Scan the entries below for the string "HttpResponse" and copy every line where it turns up.
==== Data supplied
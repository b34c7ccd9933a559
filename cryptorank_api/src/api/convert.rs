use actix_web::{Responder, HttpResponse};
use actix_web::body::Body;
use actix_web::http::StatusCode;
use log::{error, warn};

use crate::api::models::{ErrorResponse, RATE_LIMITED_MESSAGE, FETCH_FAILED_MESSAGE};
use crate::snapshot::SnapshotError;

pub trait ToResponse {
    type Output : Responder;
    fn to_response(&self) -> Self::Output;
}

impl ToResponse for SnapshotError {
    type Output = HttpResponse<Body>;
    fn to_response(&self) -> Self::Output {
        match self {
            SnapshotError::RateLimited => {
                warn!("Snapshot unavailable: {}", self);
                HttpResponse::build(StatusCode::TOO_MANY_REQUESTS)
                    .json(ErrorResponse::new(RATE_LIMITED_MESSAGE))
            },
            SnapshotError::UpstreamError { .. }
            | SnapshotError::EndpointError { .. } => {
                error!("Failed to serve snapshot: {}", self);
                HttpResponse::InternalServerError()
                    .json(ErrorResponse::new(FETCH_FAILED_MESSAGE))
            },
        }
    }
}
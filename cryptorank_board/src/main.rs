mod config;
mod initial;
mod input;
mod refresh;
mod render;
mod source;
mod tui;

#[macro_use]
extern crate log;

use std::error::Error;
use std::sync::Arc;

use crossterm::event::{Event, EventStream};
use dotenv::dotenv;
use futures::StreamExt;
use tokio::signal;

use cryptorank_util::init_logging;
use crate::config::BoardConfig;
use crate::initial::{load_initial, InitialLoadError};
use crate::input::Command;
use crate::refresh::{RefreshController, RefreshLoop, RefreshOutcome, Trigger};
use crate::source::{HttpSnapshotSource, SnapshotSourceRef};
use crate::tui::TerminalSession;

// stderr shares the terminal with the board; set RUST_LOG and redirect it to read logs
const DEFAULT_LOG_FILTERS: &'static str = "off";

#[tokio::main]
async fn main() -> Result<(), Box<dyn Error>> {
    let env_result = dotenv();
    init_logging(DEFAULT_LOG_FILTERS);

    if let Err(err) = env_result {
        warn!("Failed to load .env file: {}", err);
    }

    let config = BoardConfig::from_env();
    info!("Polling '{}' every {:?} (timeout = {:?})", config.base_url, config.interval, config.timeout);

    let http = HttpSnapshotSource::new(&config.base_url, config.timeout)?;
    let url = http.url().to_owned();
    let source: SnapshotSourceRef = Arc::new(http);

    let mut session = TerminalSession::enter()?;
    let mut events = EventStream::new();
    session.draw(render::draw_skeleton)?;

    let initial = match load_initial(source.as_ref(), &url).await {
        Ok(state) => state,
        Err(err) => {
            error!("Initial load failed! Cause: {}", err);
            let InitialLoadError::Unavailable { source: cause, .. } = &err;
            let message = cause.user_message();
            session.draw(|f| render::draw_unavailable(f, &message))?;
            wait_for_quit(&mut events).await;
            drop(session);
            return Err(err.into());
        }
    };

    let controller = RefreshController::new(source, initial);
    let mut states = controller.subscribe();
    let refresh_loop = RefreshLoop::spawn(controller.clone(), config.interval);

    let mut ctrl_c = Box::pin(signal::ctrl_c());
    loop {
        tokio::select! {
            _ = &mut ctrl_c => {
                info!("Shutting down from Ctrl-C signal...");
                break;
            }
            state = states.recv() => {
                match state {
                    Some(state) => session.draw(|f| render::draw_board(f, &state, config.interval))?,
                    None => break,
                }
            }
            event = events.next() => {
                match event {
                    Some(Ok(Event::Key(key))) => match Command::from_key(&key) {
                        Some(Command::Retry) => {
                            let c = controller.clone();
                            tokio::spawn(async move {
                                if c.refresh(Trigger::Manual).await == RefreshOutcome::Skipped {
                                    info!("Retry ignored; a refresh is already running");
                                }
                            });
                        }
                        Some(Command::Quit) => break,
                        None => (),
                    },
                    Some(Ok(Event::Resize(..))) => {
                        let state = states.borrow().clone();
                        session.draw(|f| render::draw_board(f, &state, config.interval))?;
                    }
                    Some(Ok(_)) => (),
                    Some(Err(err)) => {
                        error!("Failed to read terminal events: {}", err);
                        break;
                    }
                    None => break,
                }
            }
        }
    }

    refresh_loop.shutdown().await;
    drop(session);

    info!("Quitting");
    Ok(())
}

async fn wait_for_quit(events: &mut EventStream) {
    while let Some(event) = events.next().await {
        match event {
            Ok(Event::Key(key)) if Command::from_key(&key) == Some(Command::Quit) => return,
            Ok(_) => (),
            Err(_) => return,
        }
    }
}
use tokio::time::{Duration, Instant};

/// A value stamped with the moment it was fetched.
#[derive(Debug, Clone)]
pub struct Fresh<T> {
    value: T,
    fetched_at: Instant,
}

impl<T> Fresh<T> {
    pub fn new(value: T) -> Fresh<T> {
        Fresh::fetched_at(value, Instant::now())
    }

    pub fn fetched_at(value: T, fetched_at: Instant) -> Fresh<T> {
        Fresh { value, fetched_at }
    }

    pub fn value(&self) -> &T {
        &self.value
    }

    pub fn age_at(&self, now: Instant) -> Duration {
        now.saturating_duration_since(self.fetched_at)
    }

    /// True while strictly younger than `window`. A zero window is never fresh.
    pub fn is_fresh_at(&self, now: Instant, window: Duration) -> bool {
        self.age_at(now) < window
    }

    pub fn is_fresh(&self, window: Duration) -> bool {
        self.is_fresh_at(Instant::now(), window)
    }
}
========
_Reply_
use actix_web::{Responder, HttpResponse};
    type Output = HttpResponse<Body>;
                HttpResponse::build(StatusCode::TOO_MANY_REQUESTS)
                HttpResponse::InternalServerError()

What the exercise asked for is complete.